I have not yet found it. I’ve read wisdom and witticisms. There are people heroic from the start, to the more human and floundering and trying suicide before emerging out the other side. These writers, so far, all have people in their lives, friends who draw them baths, friends who rent them homes or studios for their works, friends with whom to have dinner and deep conversations. Or they have children, spouses, family of some sort, maybe dysfunctional but ultimately supportive or inspirational. Or they have amazing bosses or co-workers. Along with the social support, many of these authors of memoirs have had successful careers, even if they are momentarily abandoned or failed.
I am quite alone, does that disqualify me for wading through the crap without being covered in it?

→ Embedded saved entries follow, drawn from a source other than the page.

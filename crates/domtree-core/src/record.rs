//! Input records from a domain lookup listing

use serde::{Deserialize, Serialize};
use uuid::Uuid;

/// Kind of entry behind a domain path
///
/// Serialized as the lookup endpoint's `type` string. Unknown strings are
/// kept verbatim.
#[derive(Debug, Clone, PartialEq, Eq, Hash, Default, Serialize, Deserialize)]
#[serde(from = "String", into = "String")]
pub enum PathKind {
    /// Context (folder) in the domain tree
    Domain,
    /// Item registered under a domain path
    Item,
    /// Agent item
    Agent,
    /// Role path
    Role,
    /// No type reported
    #[default]
    NotApplicable,
    /// Any other type string
    Other(String),
}

impl PathKind {
    /// Wire name of this kind
    #[must_use]
    pub fn as_str(&self) -> &str {
        match self {
            Self::Domain => "domain",
            Self::Item => "item",
            Self::Agent => "agent",
            Self::Role => "role",
            Self::NotApplicable => "n/a",
            Self::Other(s) => s,
        }
    }
}

impl From<String> for PathKind {
    fn from(s: String) -> Self {
        match s.as_str() {
            "domain" => Self::Domain,
            "item" => Self::Item,
            "agent" => Self::Agent,
            "role" => Self::Role,
            "n/a" | "" => Self::NotApplicable,
            _ => Self::Other(s),
        }
    }
}

impl From<PathKind> for String {
    fn from(kind: PathKind) -> Self {
        match kind {
            PathKind::Other(s) => s,
            known => known.as_str().to_string(),
        }
    }
}

/// Opaque fields carried from a record to its menu node
#[derive(Debug, Clone, PartialEq, Eq, Default, Serialize, Deserialize)]
pub struct RecordPayload {
    /// Entry kind
    #[serde(rename = "type", default)]
    pub kind: PathKind,

    /// Resource URL of the entry
    #[serde(default, skip_serializing_if = "Option::is_none")]
    pub url: Option<String>,

    /// Item UUID, when the path resolves to an item
    #[serde(default, skip_serializing_if = "Option::is_none")]
    pub uuid: Option<Uuid>,

    /// Whether a role path keeps a job list
    #[serde(rename = "hasJoblist", default, skip_serializing_if = "Option::is_none")]
    pub has_job_list: Option<bool>,
}

/// One entry of a flat, pre-ordered path listing
#[derive(Debug, Clone, PartialEq, Eq, Serialize, Deserialize)]
pub struct PathRecord {
    /// Display label
    pub name: String,

    /// Full hierarchical identifier; ordering and nesting key
    pub path: String,

    /// Uninterpreted payload
    #[serde(flatten)]
    pub payload: RecordPayload,
}

impl PathRecord {
    /// Create a record with an empty payload
    #[must_use]
    pub fn new(name: impl Into<String>, path: impl Into<String>) -> Self {
        Self {
            name: name.into(),
            path: path.into(),
            payload: RecordPayload::default(),
        }
    }

    /// Create a record named after the last `/`-separated segment of `path`
    #[must_use]
    pub fn from_path(path: impl Into<String>) -> Self {
        let path = path.into();
        let name = path
            .trim_end_matches('/')
            .rsplit('/')
            .next()
            .unwrap_or_default()
            .to_string();
        Self::new(name, path)
    }

    /// With entry kind
    #[inline]
    #[must_use]
    pub fn with_kind(mut self, kind: PathKind) -> Self {
        self.payload.kind = kind;
        self
    }

    /// With resource URL
    #[inline]
    #[must_use]
    pub fn with_url(mut self, url: impl Into<String>) -> Self {
        self.payload.url = Some(url.into());
        self
    }

    /// With item UUID
    #[inline]
    #[must_use]
    pub fn with_uuid(mut self, uuid: Uuid) -> Self {
        self.payload.uuid = Some(uuid);
        self
    }
}
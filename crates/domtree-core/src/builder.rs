//! Single-pass tree builder
//!
//! Turns a flat listing of path records, given in pre-order depth-first
//! order, into a nested [`MenuForest`].
//!
//! # Traversal
//!
//! One [`Cursor`] is lent by `&mut` to every level. Each level:
//! 1. consumes the next record and builds its node
//! 2. recurses into the node's children if the following record descends
//!    from it (descent predicate)
//! 3. keeps going while the following record still descends from the
//!    level's enclosing record (continuation predicate); the top level
//!    keeps going until the listing runs out
//!
//! Every record is visited once, so a build is `O(n)` records plus `O(n)`
//! prefix tests, with recursion as deep as the deepest nesting.

use domtree_path::DomainPath;
use tracing::{debug, trace, warn};

use crate::config::{BuilderConfig, OrderingMode};
use crate::cursor::Cursor;
use crate::error::{BuildError, ConfigError};
use crate::forest::MenuForest;
use crate::node::MenuNode;
use crate::predicate::Predicates;
use crate::record::PathRecord;
use crate::validation::OrderingValidator;

/// Builds menu forests from pre-ordered path listings
///
/// Holds no state between builds; one builder can serve any number of
/// concurrent callers.
#[derive(Debug, Clone, Copy, PartialEq, Eq, Default)]
pub struct TreeBuilder {
    config: BuilderConfig,
    predicates: Predicates,
}

/// Record whose children a level is building
struct Enclosing<'a> {
    record: &'a PathRecord,
    /// Parsed path, only in strict mode
    parsed: Option<DomainPath>,
}

impl TreeBuilder {
    /// Create builder from configuration
    ///
    /// # Errors
    /// Returns error if the configuration is invalid
    pub fn new(config: BuilderConfig) -> Result<Self, ConfigError> {
        config.validate()?;
        Ok(Self::from_config_unchecked(config))
    }

    pub(crate) fn from_config_unchecked(config: BuilderConfig) -> Self {
        Self {
            config,
            predicates: Predicates::new(config.separator, config.prefix_match),
        }
    }

    /// Active configuration
    #[inline]
    #[must_use]
    pub fn config(&self) -> &BuilderConfig {
        &self.config
    }

    /// Build the forest for `records`
    ///
    /// An empty listing yields an empty forest. In lenient mode a listing
    /// that breaks the ordering precondition still yields a forest, just not
    /// a faithful one, and this never fails.
    ///
    /// # Errors
    /// In strict mode, returns the first ordering violation.
    pub fn build(&self, records: &[PathRecord]) -> Result<MenuForest, BuildError> {
        debug!(
            records = records.len(),
            ordering = ?self.config.ordering,
            prefix_match = ?self.config.prefix_match,
            "building menu forest"
        );

        let validator = match self.config.ordering {
            OrderingMode::Strict => Some(OrderingValidator::new(self.config.separator)),
            OrderingMode::Lenient => None,
        };

        let mut cursor = Cursor::new(records);
        let roots = self
            .build_level(&mut cursor, None, validator.as_ref())
            .map_err(|e| {
                warn!(error = %e, index = e.index(), "listing rejected");
                e
            })?;
        let forest = MenuForest::new(roots);

        debug!(
            roots = forest.len(),
            nodes = forest.node_count(),
            "menu forest built"
        );
        Ok(forest)
    }

    fn build_level<'a>(
        &self,
        cursor: &mut Cursor<'a>,
        parent: Option<&Enclosing<'a>>,
        validator: Option<&OrderingValidator>,
    ) -> Result<Vec<MenuNode>, BuildError> {
        let mut level = Vec::new();
        let mut previous: Option<DomainPath> = None;

        while let Some((index, current)) = cursor.advance() {
            let parsed = match validator {
                Some(v) => Some(v.check(
                    index,
                    current,
                    parent.and_then(|p| p.parsed.as_ref()),
                    previous.as_ref(),
                )?),
                None => None,
            };
            let enclosing = Enclosing {
                record: current,
                parsed,
            };

            let children = if self.predicates.should_descend(current, cursor) {
                trace!(index, path = %current.path, "descending");
                self.build_level(cursor, Some(&enclosing), validator)?
            } else {
                Vec::new()
            };
            level.push(MenuNode::from_record(current, children));
            previous = enclosing.parsed;

            if !self
                .predicates
                .should_continue(parent.map(|p| p.record), cursor)
            {
                break;
            }
        }

        Ok(level)
    }
}

/// Build with the default lenient configuration
#[must_use]
pub fn build_tree(records: &[PathRecord]) -> MenuForest {
    // Lenient builds have no failure path.
    TreeBuilder::default().build(records).unwrap_or_default()
}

I haven’t written award-winning novels or plays, or had a brilliant nuclear family, or had an awesome career that I gave up to work with disadvantaged humans or to raise dairy goats.
People like me don’t write memoirs because no one would read them.
I enjoy the books, and learn from them, and I will continue to read them, but I have not yet found the road map to navigate my own struggles through the traumas, physical pain and depression—let alone how to do it gracefully, or at least less pathetically.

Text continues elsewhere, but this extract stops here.